Me sobresalté; estaba tan ocupada con la reaparición de Blaise que prácticamente había olvidado la existencia de Damon.
—Se lastimó haciendo tu trabajo sucio, ¿no puedes mostrar un poco de preocupación por él? —me irrité, molestada por la implicación de Damon de que Blaise había sido negligente en su deber hacia la manada.
—Si puede hacer chistes malos, entonces está más que bien —simplemente replicó Damon, volviéndose para interrogar a Blaise—. Me interesa más saber cómo tus planes pudieron salir mal tan rápido. Se suponía que fueran infalibles.
—Bueno, como puedes ver, querido hermano, no lo son —respondió Blaise con ligereza—. Te contaré más una vez que lleguemos de vuelta al campo base.
—Después de que revisen tu herida —agregué.
—Sí, después de eso.
Damon gruñó, pero se vio obligado a ceder. Ambos se transformaron en hombres lobo, y yo subí con entusiasmo a la espalda de Blaise mientras nos alejábamos. El campo base no estaba muy lejos comparado con el largo viaje que habíamos hecho para llegar aquí, estaba prácticamente a tiro de piedra. Su campo base era una serie de cabañas de troncos escondidas en medio del bosque.
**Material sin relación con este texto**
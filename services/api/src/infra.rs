use lead_engine::config::AssignmentConfig;
use lead_engine::error::AppError;
use lead_engine::workflows::leads::routing::{ConditionOperator, RoutingCondition};
use lead_engine::workflows::leads::{
    AssignTarget, Assigner, AssignmentState, LeadId, LeadRecord, LeadRepository, LeadService,
    RepositoryError, Roster, RoutingEngine, RoutingRule, RuleBook, TerritoryTable,
    WorkflowCatalog,
};
use metrics_exporter_prometheus::PrometheusHandle;
use std::collections::HashMap;
use std::sync::atomic::AtomicBool;
use std::sync::{Arc, Mutex, MutexGuard};
use tracing::{info, warn};

/// Roster every built-in strategy rule draws from.
pub(crate) const DEFAULT_ROSTER: &str = "default";

#[derive(Clone)]
pub(crate) struct AppState {
    pub(crate) readiness: Arc<AtomicBool>,
    pub(crate) metrics: Arc<PrometheusHandle>,
}

#[derive(Default, Clone)]
pub(crate) struct InMemoryLeadRepository {
    records: Arc<Mutex<HashMap<LeadId, LeadRecord>>>,
}

impl InMemoryLeadRepository {
    fn lock(&self) -> MutexGuard<'_, HashMap<LeadId, LeadRecord>> {
        self.records
            .lock()
            .unwrap_or_else(|poisoned| poisoned.into_inner())
    }
}

impl LeadRepository for InMemoryLeadRepository {
    fn insert(&self, record: LeadRecord) -> Result<LeadRecord, RepositoryError> {
        let mut guard = self.lock();
        if guard.contains_key(&record.id) {
            return Err(RepositoryError::Conflict);
        }
        guard.insert(record.id.clone(), record.clone());
        Ok(record)
    }

    fn update(&self, record: LeadRecord) -> Result<(), RepositoryError> {
        let mut guard = self.lock();
        if guard.contains_key(&record.id) {
            guard.insert(record.id.clone(), record);
            Ok(())
        } else {
            Err(RepositoryError::NotFound)
        }
    }

    fn fetch(&self, id: &LeadId) -> Result<Option<LeadRecord>, RepositoryError> {
        let guard = self.lock();
        Ok(guard.get(id).cloned())
    }
}

/// Starter rule set: west-coast states go to territory owners, large budgets are
/// load balanced, and everything else rotates through the default roster.
pub(crate) fn default_routing_rules() -> Vec<RoutingRule> {
    vec![
        RoutingRule::new(
            "west_coast",
            "West coast territories",
            10,
            AssignTarget::strategy("territory", DEFAULT_ROSTER),
        )
        .with_condition(RoutingCondition::new(
            "state",
            ConditionOperator::In,
            "CA,OR,WA",
        )),
        RoutingRule::new(
            "enterprise",
            "Enterprise budgets",
            20,
            AssignTarget::strategy("load_balancing", DEFAULT_ROSTER),
        )
        .with_condition(RoutingCondition::new(
            "budget",
            ConditionOperator::GreaterThan,
            100_000.0,
        )),
        RoutingRule::catch_all(
            "everyone_else",
            "Default rotation",
            AssignTarget::strategy("round_robin", DEFAULT_ROSTER),
        ),
    ]
}

pub(crate) fn build_assigner(config: &AssignmentConfig) -> Result<Assigner, AppError> {
    let territories = match &config.territory_csv {
        Some(path) => {
            let table = TerritoryTable::from_path(path, &config.territory_field)?;
            info!(path = %path.display(), territories = table.len(), "territory table loaded");
            table
        }
        None => TerritoryTable::new(&config.territory_field),
    };

    if config.default_roster.is_empty() {
        warn!("LEAD_DEFAULT_ROSTER is empty; strategy rules will report no eligible assignee");
    }
    let members: Vec<&str> = config.default_roster.iter().map(String::as_str).collect();

    Ok(
        Assigner::new(Arc::new(AssignmentState::new()), territories)
            .with_roster(Roster::new(DEFAULT_ROSTER, &members)),
    )
}

pub(crate) fn build_lead_service(
    config: &AssignmentConfig,
    repository: Arc<InMemoryLeadRepository>,
) -> Result<LeadService<InMemoryLeadRepository>, AppError> {
    let assigner = build_assigner(config)?;
    let rules = RuleBook::new(default_routing_rules())?;

    Ok(LeadService::new(
        repository,
        Arc::new(WorkflowCatalog::standard()),
        RoutingEngine::new(Arc::new(rules), Arc::new(assigner)),
    ))
}

#[cfg(test)]
mod tests {
    use super::*;
    use lead_engine::config::DEFAULT_TERRITORY_FIELD;
    use std::io::Write;

    fn assignment_config(members: &[&str]) -> AssignmentConfig {
        AssignmentConfig {
            default_roster: members.iter().map(|member| member.to_string()).collect(),
            territory_csv: None,
            territory_field: DEFAULT_TERRITORY_FIELD.to_string(),
        }
    }

    #[test]
    fn default_rules_route_by_territory_then_budget_then_rotation() {
        let service = build_lead_service(
            &assignment_config(&["ana", "ben"]),
            Arc::new(InMemoryLeadRepository::default()),
        )
        .expect("service builds");

        let west = service
            .register(LeadRecord::new("w").with_attribute("state", "WA"))
            .expect("registers");
        let decision = service.route(&west.id).expect("routes");
        assert_eq!(decision.rule_id.as_deref(), Some("west_coast"));
        assert_eq!(decision.assign_to.as_deref(), Some("ana"));

        let big = service
            .register(LeadRecord::new("b").with_attribute("budget", 250_000.0))
            .expect("registers");
        let decision = service.route(&big.id).expect("routes");
        assert_eq!(decision.rule_id.as_deref(), Some("enterprise"));

        let other = service
            .register(LeadRecord::new("o").with_attribute("state", "TX"))
            .expect("registers");
        let decision = service.route(&other.id).expect("routes");
        assert!(decision.via_default);
        assert_eq!(decision.assign_to.as_deref(), Some("ben"));
    }

    #[test]
    fn territory_csv_is_loaded_from_config() {
        let path = std::env::temp_dir().join(format!("territories-{}.csv", std::process::id()));
        let mut file = std::fs::File::create(&path).expect("temp file");
        writeln!(file, "territory,assignee\nwest,dana").expect("write csv");

        let mut config = assignment_config(&["ana"]);
        config.territory_csv = Some(path.clone());
        let assigner = build_assigner(&config).expect("assigner builds");
        std::fs::remove_file(&path).ok();

        assert_eq!(assigner.territories().len(), 1);
        let assignment = assigner
            .resolve(
                &AssignTarget::strategy("territory", DEFAULT_ROSTER),
                &LeadRecord::new("l").with_attribute("region", "West"),
            )
            .expect("assigns");
        assert_eq!(assignment.assignee, "dana");
    }

    #[test]
    fn missing_territory_file_is_an_error() {
        let mut config = assignment_config(&["ana"]);
        config.territory_csv = Some(std::path::PathBuf::from("/nonexistent/territories.csv"));
        assert!(matches!(build_assigner(&config), Err(AppError::Territory(_))));
    }
}
use std::sync::Arc;

use tracing::info;

use super::domain::{LeadId, LeadRecord};
use super::qualification::{
    QualificationEngine, QualificationResult, Responses, StepEvaluation, ValidationError,
    WorkflowCatalog,
};
use super::repository::{LeadRepository, RepositoryError};
use super::routing::{Assignment, AssignmentError, Roster, RoutingDecision, RoutingEngine, RoutingError};

/// Service composing the qualification engine, routing engine, and repository.
pub struct LeadService<R> {
    repository: Arc<R>,
    catalog: Arc<WorkflowCatalog>,
    qualification: QualificationEngine,
    routing: RoutingEngine,
}

impl<R> LeadService<R>
where
    R: LeadRepository + 'static,
{
    pub fn new(repository: Arc<R>, catalog: Arc<WorkflowCatalog>, routing: RoutingEngine) -> Self {
        Self {
            repository,
            catalog,
            qualification: QualificationEngine::new(),
            routing,
        }
    }

    pub fn catalog(&self) -> &WorkflowCatalog {
        &self.catalog
    }

    pub fn routing(&self) -> &RoutingEngine {
        &self.routing
    }

    /// Store a new lead exactly as the caller created it.
    pub fn register(&self, record: LeadRecord) -> Result<LeadRecord, LeadServiceError> {
        let stored = self.repository.insert(record)?;
        info!(lead = %stored.id, "lead registered");
        Ok(stored)
    }

    pub fn get(&self, lead_id: &LeadId) -> Result<LeadRecord, LeadServiceError> {
        let record = self
            .repository
            .fetch(lead_id)?
            .ok_or(RepositoryError::NotFound)?;
        Ok(record)
    }

    pub fn evaluate_step(
        &self,
        workflow_id: &str,
        step_index: usize,
        responses: &Responses,
    ) -> Result<StepEvaluation, LeadServiceError> {
        let workflow = self.catalog.get(workflow_id)?;
        Ok(self
            .qualification
            .evaluate_step(&workflow, step_index, responses)?)
    }

    /// Complete a workflow run for a lead and append the result to its history.
    pub fn qualify(
        &self,
        lead_id: &LeadId,
        workflow_id: &str,
        responses: &Responses,
        notes: Option<String>,
    ) -> Result<QualificationResult, LeadServiceError> {
        let workflow = self.catalog.get(workflow_id)?;
        let mut record = self.get(lead_id)?;

        let result = self
            .qualification
            .complete_workflow(&workflow, responses, notes)?;
        record.record_qualification(result.clone());
        self.repository.update(record)?;

        Ok(result)
    }

    /// Route a stored lead and persist the chosen owner.
    pub fn route(&self, lead_id: &LeadId) -> Result<RoutingDecision, LeadServiceError> {
        let mut record = self.get(lead_id)?;
        let decision = self.routing.route_record(&record)?;

        if let Some(assignee) = &decision.assign_to {
            record.assigned_to = Some(assignee.clone());
            self.repository.update(record)?;
        }

        Ok(decision)
    }

    pub fn resolve_assignment(
        &self,
        strategy_key: &str,
        roster: &Roster,
        record: &LeadRecord,
    ) -> Result<Assignment, LeadServiceError> {
        self.resolve_assignment_for(strategy_key, None, roster, record)
    }

    /// Resolve with an optional literal owner for the `direct` strategy.
    pub fn resolve_assignment_for(
        &self,
        strategy_key: &str,
        owner: Option<&str>,
        roster: &Roster,
        record: &LeadRecord,
    ) -> Result<Assignment, LeadServiceError> {
        Ok(self
            .routing
            .assigner()
            .resolve_for_owner(strategy_key, owner, roster, record)?)
    }

    pub fn roster(&self, name: &str) -> Result<Roster, LeadServiceError> {
        Ok(self.routing.assigner().roster(name)?)
    }

    /// Close out an assignment so load balancing sees the freed capacity.
    pub fn release_assignment(&self, assignee: &str) -> u64 {
        self.routing.assigner().state().release(assignee)
    }
}

/// Error raised by the lead service.
#[derive(Debug, thiserror::Error)]
pub enum LeadServiceError {
    #[error(transparent)]
    Validation(#[from] ValidationError),
    #[error(transparent)]
    Routing(#[from] RoutingError),
    #[error(transparent)]
    Assignment(#[from] AssignmentError),
    #[error(transparent)]
    Repository(#[from] RepositoryError),
}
Damon se transformó de nuevo en su forma humana y me tendió la mano sin decir palabra, demandando ropa. Rodé los ojos y bajé de Blaise para darle su atuendo. Se lo puso y entró en una de las cabañas como un rayo. Claramente, no era su primera vez aquí.
Mientras tanto, Blaise había vuelto a su forma humana desnuda. Quise darle algo de la ropa de Damon pero negó con la cabeza.
—Está bien, puedo cambiarme más tarde. Tengo ropa en mi cabaña.
—Pero
—Además, esta será una gran oportunidad para recordarte lo que te has perdido —dijo Blaise con picardía—. Y no quiero compartir más cosas con Damon. Compartirte ya fue suficientemente difícil… Si tomo su ropa también, realmente sentiría como si te estuviera perdiendo por Damon.
Sus ojos tenían un leve brillo de dolor en ellos, incluso mientras su boca seguía sonriendo. Dios mío.
Mi rostro palideció. No tuve la oportunidad de ducharme para eliminar el aroma de Damon de mi cuerpo. Blaise sin duda olfateó nuestros aromas combinados cuando nos abrazamos antes. Tal vez incluso podría oler a Damon dentro de mí. Solo el pensamiento me hizo querer encontrar el arroyo más cercano y lanzarme dentro.